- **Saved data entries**
▬▬▬

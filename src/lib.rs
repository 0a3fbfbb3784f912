// src/lib.rs
//! stackvault: a personal LIFO file vault
//!
//! Push files or directories into a single archive container (plain or
//! passphrase-encrypted), pop the most recently pushed one back out.
//! Every push/pop is transactional: state is snapshotted before the
//! decrypt → modify → recompress → re-encrypt cycle and restored verbatim
//! on any failure or interruption.
//!
//! Features:
//! - AES-Crypt v3 encryption of the compressed container
//! - gzip'd tar container, flat entry namespace
//! - line-oriented stack ledger mirroring push order
//! - crash-safe `.bak` snapshot/rollback around every mutation

pub mod aliases;
pub mod archive;
pub mod backup;
pub mod cancel;
pub mod compress;
pub mod config;
pub mod consts;
pub mod controller;
pub mod crypto;
pub mod error;
pub mod gate;
pub mod layout;
pub mod ledger;
pub mod provision;

// Re-export everything users need at the crate root
pub use aliases::Password;
pub use archive::{entry_name_for, ArchiveStore, Archiver, TarArchiver};
pub use backup::BackupManager;
pub use cancel::CancelToken;
pub use compress::{Compressor, GzipCompressor};
pub use config::{default_record_path, default_vault_dir, VaultConfig};
pub use controller::VaultController;
pub use crypto::{AescryptCipher, Cipher};
pub use error::{Result, VaultError};
pub use gate::{EncryptionGate, PassphrasePrompt, TerminalPrompt};
pub use layout::{Representation, VaultLayout};
pub use ledger::StackLedger;
pub use provision::{install, setup, uninstall};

▬▬▬

- **TRY IT**
Output only the lines from the one that contains "pub use cancel::CancelToken;" through the last line of the data above, each restated exactly.

- **REPLY TO THE TASK**
pub use cancel::CancelToken;
pub use compress::{Compressor, GzipCompressor};
pub use config::{default_record_path, default_vault_dir, VaultConfig};
pub use controller::VaultController;
pub use crypto::{AescryptCipher, Cipher};
pub use error::{Result, VaultError};
pub use gate::{EncryptionGate, PassphrasePrompt, TerminalPrompt};
pub use layout::{Representation, VaultLayout};
pub use ledger::StackLedger;
pub use provision::{install, setup, uninstall};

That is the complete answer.